The first and most important was the general classification; the winner of this was considered the overall winner of the race. It was calculated by adding together each rider's times on each stage, then applying bonuses. Bonuses were awarded for coming in the top three on a stage (10 seconds for the winner, 6 seconds for the second placed rider and 4 seconds for the rider in third) or at intermediate sprints (3 seconds, 2 seconds and 1 second for the top three riders). The rider in the lead of the general classification wore a red jersey.

The second competition was the points classification, calculated by awarding points for the top 10 riders at the finish of each stage (15 points to the winner down to 1 point for the rider in tenth place) and to the top three at intermediate sprints (3 points, 2 points and 1 point). The rider with the highest points total was the leader of the classification and wore a green jersey.
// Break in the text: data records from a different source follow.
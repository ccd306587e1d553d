//! Wildcard matching for tag patterns
//!
//! Grammar categories and constraint terms share one pattern language: a
//! literal symbol (`NCMS000`), a tag prefix ending in `*` (`VMI*`), and either
//! of those followed by a qualifier (`VMI*<ser>`, `NC(casa)`, `NC[02084442]`).
//! A wildcard pattern matches a symbol when the symbol's tag starts with the
//! pattern prefix and the qualifiers are identical.

/// Split `symbol` at the first opening bracket listed in `openers`.
///
/// ```
/// use lingrules::matching::split_qualifier;
/// assert_eq!(split_qualifier("VMI*<ser>", "(<"), ("VMI*", "<ser>"));
/// assert_eq!(split_qualifier("NC", "(<"), ("NC", ""));
/// ```
pub fn split_qualifier<'a>(symbol: &'a str, openers: &str) -> (&'a str, &'a str) {
    match symbol.find(|c: char| openers.contains(c)) {
        Some(p) => (&symbol[..p], &symbol[p..]),
        None => (symbol, ""),
    }
}

/// Match a possibly wildcarded `pattern` against a literal `found` symbol.
///
/// `openers` lists the bracket characters that start a qualifier.
pub fn wildcard_match(pattern: &str, found: &str, openers: &str) -> bool {
    if pattern == found {
        return true;
    }
    let Some(star) = pattern.find('*') else {
        return false;
    };
    if !found.starts_with(&pattern[..star]) {
        return false;
    }
    let (found_tag, _) = split_qualifier(found, openers);
    let (_, pattern_qual) = split_qualifier(pattern, openers);
    found.len() == found_tag.len() + pattern_qual.len() && found.ends_with(pattern_qual)
}

/// Match `value` against a list of alternatives where any alternative may
/// end in `*` to accept every value with that prefix.
pub fn prefix_match<'a, I>(alternatives: I, value: &str) -> bool
where
    I: IntoIterator<Item = &'a String>,
{
    alternatives.into_iter().any(|alt| {
        alt == value
            || alt
                .find('*')
                .is_some_and(|p| value.get(..p).is_some_and(|v| v == &alt[..p]))
    })
}

#[cfg(test)]
mod tests {
    use super::*;

    #[test]
    fn test_literal_match() {
        assert!(wildcard_match("NCMS000", "NCMS000", "(<["));
        assert!(!wildcard_match("NCMS000", "NCFS000", "(<["));
    }

    #[test]
    fn test_prefix_wildcard() {
        assert!(wildcard_match("VMI*", "VMIP3S0", "(<["));
        assert!(!wildcard_match("VMI*", "VMSP3S0", "(<["));
        // an unqualified pattern does not accept a qualified symbol
        assert!(!wildcard_match("VMI*", "VMIP3S0<ser>", "(<["));
    }

    #[test]
    fn test_wildcard_with_qualifier() {
        assert!(wildcard_match("VMI*<ser>", "VMIP3S0<ser>", "(<["));
        assert!(!wildcard_match("VMI*<ser>", "VMIP3S0<estar>", "(<["));
        assert!(!wildcard_match("VMI*<ser>", "VMIP3S0", "(<["));
        assert!(wildcard_match("N*(casa)", "NCFS000(casa)", "(<["));
    }

    #[test]
    fn test_prefix_match_alternatives() {
        let alts = vec!["sn".to_string(), "grup-*".to_string()];
        assert!(prefix_match(&alts, "sn"));
        assert!(prefix_match(&alts, "grup-verb"));
        assert!(!prefix_match(&alts, "sp"));
        assert!(!prefix_match(&alts, "gr"));
    }
}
The young rider classification was open to those born on or after 1 January 1992. The young rider ranked highest in the general classification was the leader of the young rider classification and wore a white jersey.

The combativity classification was based on points won at intermediate sprints and classified climbs along the route. Points were awarded to the top three riders across each sprint or climb (3 points, 2 points and 1 point). The rider with the most accumulated points was the leader of the classification and wore a white jersey with red and green polka dots. The final competition was the team classification. On each stage, each team was awarded a time based on the cumulative time of its top three riders; the times for each stage were then added together and the team with the lowest total time was the leader of the team classification.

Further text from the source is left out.